Bali menjadi salah satu wilayah yang rentan terhadap kasus tersebut. Sebab, Pulau Dewata merupakan salah satu destinasi wisata yang amat digandrungi publik dunia.
Bukan rahasia lagi bahwa wilayah yang menjadi tujuan wisata sangat diminati turis dari berbagai penjuru dunia. Ini membuat mereka berkunjung dan situasi tersebut rentan menyebabkan eksploitasi seksual terhadap anak.
Natsir Kongah mengungkapkan hal tersebut dalam Konferensi ASEAN tentang Pencegahan dan Respons Terhadap Penyalahgunaan Penyedia Jasa Keuangan dalam Eksploitasi Seksual Anak yang digelar di Aston Denpasar, Rabu (7/8/2024).
"Secara umum, daerah wisaya jadi tempat ekploitasi seksual anak, termasuk Bali. Apalagi di Bali banyak sekali.
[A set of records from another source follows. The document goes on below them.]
use std::time::Duration;

use async_trait::async_trait;
use permit_scan::{NotificationError, SmsAccount, SmsService};
use reqwest::Client;
use serde::Deserialize;

/// Public Twilio REST API host.
pub const TWILIO_API_BASE: &str = "https://api.twilio.com";

/// SMS service that sends through the Twilio Messages API.
#[derive(Debug, Clone)]
pub struct TwilioSmsService {
    client: Client,
    base_url: String,
}

#[derive(Debug, Deserialize)]
struct TwilioMessageResponse {
    sid: String,
}

#[derive(Debug, Deserialize)]
struct TwilioErrorResponse {
    message: String,
    code: Option<i64>,
}

impl TwilioSmsService {
    /// Creates a service pointed at the public Twilio API.
    pub fn new() -> Result<Self, NotificationError> {
        Self::with_base_url(TWILIO_API_BASE)
    }

    /// Creates a service pointed at another API host, such as a local mock.
    pub fn with_base_url(base_url: &str) -> Result<Self, NotificationError> {
        let client = Client::builder()
            .timeout(Duration::from_secs(15))
            .build()
            .map_err(|e| NotificationError::Sms(format!("Failed to create HTTP client: {}", e)))?;

        Ok(Self {
            client,
            base_url: base_url.trim_end_matches('/').to_string(),
        })
    }
}

#[async_trait]
impl SmsService for TwilioSmsService {
    async fn send_sms(
        &self,
        account: &SmsAccount,
        to: &str,
        message: &str,
    ) -> Result<String, NotificationError> {
        let url = format!(
            "{}/2010-04-01/Accounts/{}/Messages.json",
            self.base_url, account.account_sid
        );

        let form_body = [
            ("From", account.from_number.as_str()),
            ("To", to),
            ("Body", message),
        ];

        let response = self
            .client
            .post(&url)
            .basic_auth(&account.account_sid, Some(&account.auth_token))
            .form(&form_body)
            .send()
            .await
            .map_err(|e| NotificationError::Sms(format!("Request to Twilio failed: {}", e)))?;

        let status = response.status();
        if !status.is_success() {
            let error_body = response.text().await.unwrap_or_default();
            log::error!("❌ Twilio error ({}): {}", status, error_body);

            let message = match serde_json::from_str::<TwilioErrorResponse>(&error_body) {
                Ok(TwilioErrorResponse {
                    message,
                    code: Some(code),
                }) => format!("{} (code {})", message, code),
                Ok(TwilioErrorResponse { message, .. }) => message,
                Err(_) => error_body,
            };

            return Err(NotificationError::Provider {
                status: status.as_u16(),
                message,
            });
        }

        let sent: TwilioMessageResponse = response.json().await.map_err(|e| {
            NotificationError::Sms(format!("Failed to parse Twilio response: {}", e))
        })?;

        log::info!("📱 Twilio accepted message {} to {}", sent.sid, to);
        Ok(sent.sid)
    }
}
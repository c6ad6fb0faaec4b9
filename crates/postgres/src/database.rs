use async_trait::async_trait;
use permit_scan::{KnownState, KnownStateStore, ScanError};
use sqlx::{PgPool, Row};

/// Creates a connection pool to the PostgreSQL database.
pub async fn create_connection_pool(database_url: &str) -> Result<PgPool, sqlx::Error> {
    PgPool::connect(database_url).await
}

/// Tests the database connection by executing a simple query.
pub async fn test_connection(pool: &PgPool) -> Result<(), sqlx::Error> {
    let row = sqlx::query("SELECT 1 as test").fetch_one(pool).await?;

    let test_value: i32 = row.try_get("test")?;
    log::info!(
        "✅ Database connection successful! Test value: {}",
        test_value
    );

    Ok(())
}

/// Known availability kept in a `(date TEXT PRIMARY KEY, availability BIGINT)` table.
#[derive(Debug, Clone)]
pub struct PgKnownStateStore {
    pool: PgPool,
    table: String,
}

impl PgKnownStateStore {
    /// Creates a store over `table`, which must be a plain SQL identifier.
    pub fn new(pool: PgPool, table: &str) -> Result<Self, ScanError> {
        validate_table_name(table)?;

        Ok(Self {
            pool,
            table: table.to_string(),
        })
    }

    /// Creates the table when it does not exist yet.
    pub async fn ensure_table(&self) -> Result<(), ScanError> {
        let sql = format!(
            "CREATE TABLE IF NOT EXISTS {} (date TEXT PRIMARY KEY, availability BIGINT)",
            self.table
        );

        sqlx::query(&sql)
            .execute(&self.pool)
            .await
            .map_err(|e| ScanError::StoreWrite(format!("Failed to create {}: {}", self.table, e)))?;

        log::info!("🗃️ Known availability table {} is ready", self.table);
        Ok(())
    }
}

#[async_trait]
impl KnownStateStore for PgKnownStateStore {
    async fn scan_all(&self) -> Result<KnownState, ScanError> {
        let sql = format!("SELECT date, availability FROM {}", self.table);

        let rows = sqlx::query(&sql)
            .fetch_all(&self.pool)
            .await
            .map_err(|e| ScanError::StoreRead(format!("Failed to scan {}: {}", self.table, e)))?;

        let mut state = KnownState::with_capacity(rows.len());
        for row in rows {
            let date: String = row
                .try_get("date")
                .map_err(|e| ScanError::StoreRead(format!("Found invalid date key: {}", e)))?;
            let raw: Option<i64> = row.try_get("availability").map_err(|e| {
                ScanError::StoreRead(format!("Found invalid data for row {}: {}", date, e))
            })?;

            let availability = availability_from_column(&date, raw)?;
            state.insert(date, availability);
        }

        Ok(state)
    }

    async fn upsert(&self, date: &str, availability: u32) -> Result<(), ScanError> {
        let sql = format!(
            r#"
            INSERT INTO {} (date, availability)
            VALUES ($1, $2)
            ON CONFLICT (date)
            DO UPDATE SET availability = EXCLUDED.availability
            "#,
            self.table
        );

        sqlx::query(&sql)
            .bind(date)
            .bind(i64::from(availability))
            .execute(&self.pool)
            .await
            .map_err(|e| ScanError::StoreWrite(format!("Failed to update {}: {}", date, e)))?;

        Ok(())
    }
}

/// Converts a stored availability value into a permit count.
///
/// A missing value reads as zero. Values outside the range of a count mean the
/// table holds data this watcher never wrote, so they fail the read.
fn availability_from_column(date: &str, raw: Option<i64>) -> Result<u32, ScanError> {
    match raw {
        None => Ok(0),
        Some(value) => u32::try_from(value).map_err(|_| {
            ScanError::StoreRead(format!(
                "Found invalid availability {} for row {}",
                value, date
            ))
        }),
    }
}

fn validate_table_name(table: &str) -> Result<(), ScanError> {
    let mut chars = table.chars();
    let valid = table.len() <= 63
        && chars
            .next()
            .is_some_and(|c| c.is_ascii_alphabetic() || c == '_')
        && chars.all(|c| c.is_ascii_alphanumeric() || c == '_');

    if valid {
        Ok(())
    } else {
        Err(ScanError::Configuration(format!(
            "Invalid known availability table name: {:?}",
            table
        )))
    }
}
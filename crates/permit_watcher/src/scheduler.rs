use std::future::Future;
use std::sync::Arc;

use async_trait::async_trait;
use log::{error, info, warn};
use permit_scan::{CheckOutcome, PermitChecker, ScanError, ScheduleConfig};
use tokio::time::{MissedTickBehavior, interval, timeout};

/// A single availability check the scheduler can drive
#[async_trait]
pub trait AvailabilityCheck: Send + Sync {
    /// Run the check to completion
    async fn run_check(&self) -> Result<CheckOutcome, ScanError>;
}

#[async_trait]
impl AvailabilityCheck for PermitChecker {
    async fn run_check(&self) -> Result<CheckOutcome, ScanError> {
        PermitChecker::run_check(self).await
    }
}

/// Drives checks on a fixed interval, each bounded by a timeout
pub struct CheckScheduler {
    check: Arc<dyn AvailabilityCheck>,
    schedule: ScheduleConfig,
}

impl CheckScheduler {
    /// Create a scheduler for `check`
    pub fn new(check: Arc<dyn AvailabilityCheck>, schedule: ScheduleConfig) -> Self {
        Self { check, schedule }
    }

    /// Run one check, failing if it does not finish within the configured timeout.
    ///
    /// A timed-out check is dropped mid-flight; writes already issued may or may
    /// not have landed and the next check reconciles them.
    pub async fn run_once(&self) -> anyhow::Result<CheckOutcome> {
        let limit = self.schedule.check_timeout;
        match timeout(limit, self.check.run_check()).await {
            Ok(result) => Ok(result?),
            Err(_) => anyhow::bail!("Check timed out after {}s", limit.as_secs()),
        }
    }

    /// Check on every tick until `shutdown` resolves; returns the number of checks run.
    ///
    /// Failures are logged and do not stop the loop. Ticks missed while a check
    /// is running are skipped, so checks never overlap.
    pub async fn run<F>(&self, shutdown: F) -> u64
    where
        F: Future<Output = ()>,
    {
        info!(
            "⏱️ Checking every {}s (timeout {}s)",
            self.schedule.check_interval.as_secs(),
            self.schedule.check_timeout.as_secs()
        );

        let mut ticker = interval(self.schedule.check_interval);
        ticker.set_missed_tick_behavior(MissedTickBehavior::Skip);
        tokio::pin!(shutdown);

        let mut checks = 0;
        let mut consecutive_failures: u32 = 0;

        loop {
            tokio::select! {
                _ = &mut shutdown => {
                    info!("🛑 Shutdown requested, stopping checks");
                    break;
                }
                _ = ticker.tick() => {}
            }

            checks += 1;
            match self.run_once().await {
                Ok(outcome) => {
                    if consecutive_failures > 0 {
                        info!("✅ Check recovered after {} failures", consecutive_failures);
                    }
                    consecutive_failures = 0;
                    info!("✅ Check finished: {:?}", outcome);
                }
                Err(e) => {
                    consecutive_failures += 1;
                    error!("❌ Check failed: {:#}", e);
                    if consecutive_failures >= 5 {
                        warn!("⚠️ {} consecutive checks have failed", consecutive_failures);
                    }
                }
            }
        }

        checks
    }
}
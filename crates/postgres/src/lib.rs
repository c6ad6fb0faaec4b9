//! # Postgres
//!
//! This crate provides the PostgreSQL-backed known-availability store for the permit watcher.

/// Connection pool helpers and the known-state table.
pub mod database;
Semua tempat wisata itu ada dan rentan," ungkapnya dikutip dari Tribun Bali.
Meski demikian, Natsir tak merinci berapa kasus dan jumlah transaksi untuk kasus eksploitasi seksual terhadap anak di Bali.
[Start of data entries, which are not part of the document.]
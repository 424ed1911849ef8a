//! Flattening of classified responses into result rows.
//!
//! Every query produces exactly one [`GeocodeResult`] keyed by the query
//! string. Only a [`GeocodeResponse::Success`] populates anything beyond the
//! key and outcome.

use std::collections::BTreeMap;

use cville_crime_models::{GeocodeResult, LookupOutcome};

use crate::GeocodeResponse;

/// Maps a response to its [`LookupOutcome`].
#[must_use]
pub const fn outcome_of(response: &GeocodeResponse) -> LookupOutcome {
    match response {
        GeocodeResponse::Success(_) => LookupOutcome::Ok,
        GeocodeResponse::ZeroResults => LookupOutcome::ZeroResults,
        GeocodeResponse::Rejected { .. } => LookupOutcome::Rejected,
        GeocodeResponse::Malformed { .. } => LookupOutcome::Malformed,
        GeocodeResponse::TimedOut => LookupOutcome::TimedOut,
    }
}

/// Flattens one response into a row keyed by `query`.
#[must_use]
pub fn to_row(query: &str, response: &GeocodeResponse) -> GeocodeResult {
    match response {
        GeocodeResponse::Success(m) => GeocodeResult {
            query: query.to_string(),
            outcome: LookupOutcome::Ok,
            status: m.status.clone(),
            latitude: Some(m.latitude),
            longitude: Some(m.longitude),
            formatted_address: m.formatted_address.clone(),
            location_type: m.location_type.clone(),
        },
        other => GeocodeResult::placeholder(query.to_string(), outcome_of(other)),
    }
}

/// Counts rows per outcome.
#[must_use]
pub fn tally(results: &[GeocodeResult]) -> BTreeMap<LookupOutcome, usize> {
    let mut counts = BTreeMap::new();
    for row in results {
        *counts.entry(row.outcome).or_insert(0) += 1;
    }
    counts
}

/// Fraction of rows with outcome [`LookupOutcome::Ok`], or `None` when
/// there are no rows.
#[must_use]
#[allow(clippy::cast_precision_loss)]
pub fn success_ratio(results: &[GeocodeResult]) -> Option<f64> {
    if results.is_empty() {
        return None;
    }
    let ok = results
        .iter()
        .filter(|r| r.outcome == LookupOutcome::Ok)
        .count();
    Some(ok as f64 / results.len() as f64)
}

#[cfg(test)]
mod tests {
    use super::*;
    use crate::GeocodeMatch;

    fn success() -> GeocodeResponse {
        GeocodeResponse::Success(GeocodeMatch {
            status: Some("OK".to_string()),
            latitude: 38.03,
            longitude: -78.48,
            formatted_address: Some("100 Main St, Charlottesville, VA".to_string()),
            location_type: Some("APPROXIMATE".to_string()),
            distinct_results: 1,
        })
    }

    #[test]
    fn success_populates_every_field() {
        let row = to_row("100 MAIN ST Charlottesville VA", &success());
        assert_eq!(row.query, "100 MAIN ST Charlottesville VA");
        assert_eq!(row.outcome, LookupOutcome::Ok);
        assert_eq!(row.status.as_deref(), Some("OK"));
        assert_eq!(row.coordinates(), Some((38.03, -78.48)));
        assert!(row.formatted_address.is_some());
        assert!(row.location_type.is_some());
    }

    #[test]
    fn failures_yield_one_placeholder_each() {
        let failures = [
            (GeocodeResponse::ZeroResults, LookupOutcome::ZeroResults),
            (
                GeocodeResponse::Rejected {
                    status: "REQUEST_DENIED".to_string(),
                },
                LookupOutcome::Rejected,
            ),
            (
                GeocodeResponse::Malformed {
                    reason: "missing status".to_string(),
                },
                LookupOutcome::Malformed,
            ),
            (GeocodeResponse::TimedOut, LookupOutcome::TimedOut),
        ];

        for (response, expected) in failures {
            let row = to_row("1 NOWHERE Charlottesville VA", &response);
            assert_eq!(row.query, "1 NOWHERE Charlottesville VA");
            assert_eq!(row.outcome, expected);
            assert!(row.status.is_none());
            assert!(row.coordinates().is_none());
            assert!(row.formatted_address.is_none());
            assert!(row.location_type.is_none());
        }
    }

    #[test]
    fn tallies_outcomes() {
        let rows = vec![
            to_row("a", &success()),
            to_row("b", &success()),
            to_row("c", &GeocodeResponse::ZeroResults),
        ];
        let counts = tally(&rows);
        assert_eq!(counts.get(&LookupOutcome::Ok), Some(&2));
        assert_eq!(counts.get(&LookupOutcome::ZeroResults), Some(&1));
        assert_eq!(counts.get(&LookupOutcome::TimedOut), None);

        let ratio = success_ratio(&rows).unwrap();
        assert!((ratio - 2.0 / 3.0).abs() < 1e-9);
        assert!(success_ratio(&[]).is_none());
    }
}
Ia menambahkan, dari data yang terhimpun pada tahun 2024, ada sekitar 303 kasus anak korban eksploitasi ekonomi dan seksual, 128 anak korban perdagangan dan 481 anak korban pornografi di Indonesia.
Di sisi lain, sejak tahun 2014 hingga 2024, dugaan prostitusi anak berjumlah sekitar 24.000 anak di rentang usia 10-18 tahun.
"Frekuensi transaksi mencapai 130.000 kali dan nilai perputaran uang mencapai Rp 127.371.000.000," ungkapnya.
Baca juga: Terungkap, Kasus Prostitusi Anak di Bawah Umur di Tanjungpinang
Selanjutnya, data laporan transaksi keuangan mencurigakan (LTKM) yang terkait dengan kejahatan eksploitasi seksual anak mencapai 44 selama periode 2014-2024.
Terdapat 2 hasil analisis PPATK yang terkait dengan eksploitasi seksual anak pada tahun 2023, 34 pada 2021 dan 2 pada 2023 yang terkait dengan perlindungan anak, pornografi, perdagangan orang, informasi dan transaksi elektronik, child sex exploitation, dan/atau kejahatan lintas negara lainnya.
Juga ada 1 hasil analisis pada 2021 yang terkait dengan perdagangan orang, pornografi, ITE, dan perlindungan anak.
"Temuan aktivitas perdagangan orang di Indonesia pada tahun 2022, termasuk eksploitasi seksual anak di dalamnya, mencatat perputaran uang sejumlah Rp 114 miliar," ujarnya.
Kemudian, data Interpol pada Juni 2024 menyebut kaitan 69 negara yang terlibat dalam jejaring eksploitasi seksual anak.
Menurutnya, transaksi yang dilakukan menggunakan penyedia jasa keuangan baik rekening bank, dompet elektronik (e-wallet) dan pedagang fisik aset kripto (exchanger) termasuk Bitcoin.